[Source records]
[Start of section]
//! APK container access and section extraction.
//!
//! An APK is a ZIP archive; the pipeline only needs two capabilities
//! from it: the member listing and raw member bytes. Those are modeled
//! by the [`ApkContainer`] trait so extraction logic can be exercised
//! against an in-memory container without a real archive on disk.

use std::fmt;
use std::fs::File;
use std::io::Read;
use std::path::Path;

use crate::error::EncodeError;

/// One of the three member-file categories encoded as an image channel.
#[derive(Debug, Clone, Copy, PartialEq, Eq, Hash)]
pub enum SectionKind {
    Dex,
    So,
    Xml,
}

impl SectionKind {
    /// All sections, in channel order (dex = R, so = G, xml = B).
    pub const ALL: [SectionKind; 3] = [SectionKind::Dex, SectionKind::So, SectionKind::Xml];

    pub fn extension(self) -> &'static str {
        match self {
            SectionKind::Dex => ".dex",
            SectionKind::So => ".so",
            SectionKind::Xml => ".xml",
        }
    }

    /// Case-sensitive suffix match on the full member path.
    ///
    /// This is a suffix match, not a per-component extension match: a
    /// member `dir.dex/weird.so` belongs to the `.so` section only.
    pub fn matches(self, member: &str) -> bool {
        member.ends_with(self.extension())
    }

    /// `.dex` and `.xml` are expected in every APK; `.so` is optional.
    pub fn is_required(self) -> bool {
        !matches!(self, SectionKind::So)
    }

    /// Channel index in the composite image.
    pub fn channel(self) -> usize {
        match self {
            SectionKind::Dex => 0,
            SectionKind::So => 1,
            SectionKind::Xml => 2,
        }
    }
}

impl fmt::Display for SectionKind {
    fn fmt(&self, f: &mut fmt::Formatter<'_>) -> fmt::Result {
        f.write_str(match self {
            SectionKind::Dex => "dex",
            SectionKind::So => "so",
            SectionKind::Xml => "xml",
        })
    }
}

/// Capability view of an APK archive: a member listing and member reads.
pub trait ApkContainer {
    /// Member paths in the archive's own listing order.
    fn member_names(&self) -> &[String];

    /// Raw bytes of one member.
    fn read_member(&mut self, name: &str) -> Result<Vec<u8>, EncodeError>;
}

/// Extraction result for one section.
///
/// A section with no matching members is an expected situation, not an
/// error; the encoder pattern-matches on the tag instead of catching
/// exceptions for the common no-native-code case.
#[derive(Debug, Clone, PartialEq, Eq)]
pub enum SectionStream {
    Present(Vec<u8>),
    Absent,
}

impl SectionStream {
    pub fn len(&self) -> usize {
        match self {
            SectionStream::Present(bytes) => bytes.len(),
            SectionStream::Absent => 0,
        }
    }

    pub fn is_empty(&self) -> bool {
        self.len() == 0
    }
}

/// Concatenate the bytes of every member matching `kind`, in the
/// container's listing order. No deduplication, no re-sorting.
pub fn extract_section<C: ApkContainer>(
    container: &mut C,
    kind: SectionKind,
) -> Result<SectionStream, EncodeError> {
    let matching: Vec<String> = container
        .member_names()
        .iter()
        .filter(|name| kind.matches(name))
        .cloned()
        .collect();

    let mut stream = Vec::new();
    for name in &matching {
        stream.extend_from_slice(&container.read_member(name)?);
    }

    if stream.is_empty() {
        Ok(SectionStream::Absent)
    } else {
        Ok(SectionStream::Present(stream))
    }
}

/// A real APK archive on disk, backed by the `zip` crate.
#[derive(Debug)]
pub struct ApkFile {
    archive: zip::ZipArchive<File>,
    names: Vec<String>,
}

impl ApkFile {
    /// Open and parse the archive. Parse failures propagate; they are
    /// fatal for this APK.
    pub fn open(path: &Path) -> Result<Self, EncodeError> {
        let file = File::open(path)?;
        let mut archive = zip::ZipArchive::new(file)?;

        // by_index preserves the archive's listing order; the name map
        // the crate keeps internally does not.
        let mut names = Vec::with_capacity(archive.len());
        for i in 0..archive.len() {
            names.push(archive.by_index(i)?.name().to_owned());
        }

        Ok(Self { archive, names })
    }
}

impl ApkContainer for ApkFile {
    fn member_names(&self) -> &[String] {
        &self.names
    }

    fn read_member(&mut self, name: &str) -> Result<Vec<u8>, EncodeError> {
        let mut member = self.archive.by_name(name)?;
        let mut bytes = Vec::with_capacity(member.size() as usize);
        member.read_to_end(&mut bytes)?;
        Ok(bytes)
    }
}

#[cfg(test)]
pub(crate) mod tests {
    use super::*;
    use std::collections::HashMap;
    use std::io::Write;

    /// In-memory container for exercising extraction without an archive.
    pub(crate) struct MemContainer {
        names: Vec<String>,
        members: HashMap<String, Vec<u8>>,
    }

    impl MemContainer {
        pub(crate) fn new(members: &[(&str, &[u8])]) -> Self {
            Self {
                names: members.iter().map(|(n, _)| (*n).to_owned()).collect(),
                members: members
                    .iter()
                    .map(|(n, b)| ((*n).to_owned(), b.to_vec()))
                    .collect(),
            }
        }
    }

    impl ApkContainer for MemContainer {
        fn member_names(&self) -> &[String] {
            &self.names
        }

        fn read_member(&mut self, name: &str) -> Result<Vec<u8>, EncodeError> {
            Ok(self.members[name].clone())
        }
    }

    /// Write a stored (uncompressed) zip with the given members, in order.
    pub(crate) fn write_test_zip(path: &Path, members: &[(&str, &[u8])]) {
        let file = File::create(path).unwrap();
        let mut writer = zip::ZipWriter::new(file);
        let options = zip::write::FileOptions::default()
            .compression_method(zip::CompressionMethod::Stored);
        for (name, bytes) in members {
            writer.start_file(*name, options).unwrap();
            writer.write_all(bytes).unwrap();
        }
        writer.finish().unwrap();
    }

    #[test]
    fn concatenates_in_listing_order() {
        // Listing order is not alphabetical and not size order.
        let mut apk = MemContainer::new(&[
            ("classes2.dex", b"BBBB"),
            ("classes.dex", b"AA"),
            ("res/layout/main.xml", b"x"),
        ]);

        let stream = extract_section(&mut apk, SectionKind::Dex).unwrap();
        assert_eq!(stream, SectionStream::Present(b"BBBBAA".to_vec()));
    }

    #[test]
    fn no_matching_members_is_absent_not_error() {
        let mut apk = MemContainer::new(&[("classes.dex", b"AA".as_slice())]);
        let stream = extract_section(&mut apk, SectionKind::So).unwrap();
        assert_eq!(stream, SectionStream::Absent);
        assert!(stream.is_empty());
    }

    #[test]
    fn suffix_match_is_path_wide_and_case_sensitive() {
        assert!(SectionKind::So.matches("lib/arm64-v8a/libfoo.so"));
        assert!(SectionKind::So.matches("dir.dex/weird.so"));
        assert!(!SectionKind::Dex.matches("dir.dex/weird.so"));
        assert!(!SectionKind::Dex.matches("classes.DEX"));
        assert!(SectionKind::Xml.matches("AndroidManifest.xml"));
    }

    #[test]
    fn zip_backed_container_preserves_order() {
        let dir = tempfile::tempdir().unwrap();
        let path = dir.path().join("sample.apk");
        write_test_zip(
            &path,
            &[
                ("zz.dex", b"22"),
                ("aa.dex", b"11"),
                ("AndroidManifest.xml", b"<m/>"),
            ],
        );

        let mut apk = ApkFile::open(&path).unwrap();
        assert_eq!(apk.member_names(), &["zz.dex", "aa.dex", "AndroidManifest.xml"]);

        let stream = extract_section(&mut apk, SectionKind::Dex).unwrap();
        assert_eq!(stream, SectionStream::Present(b"2211".to_vec()));
    }

    #[test]
    fn unparseable_archive_is_a_container_error() {
        let dir = tempfile::tempdir().unwrap();
        let path = dir.path().join("garbage.apk");
        std::fs::write(&path, b"this is not a zip archive").unwrap();

        let err = ApkFile::open(&path).unwrap_err();
        assert!(matches!(err, EncodeError::Container(_)));
    }
}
[End of section]
[WHAT IS NEEDED]: Wherever the word "derive" occurs in the data above, copy the line it sits in.

[OUTPUT OF THE TASK]:
#[derive(Debug, Clone, Copy, PartialEq, Eq, Hash)]
#[derive(Debug, Clone, PartialEq, Eq)]
#[derive(Debug)]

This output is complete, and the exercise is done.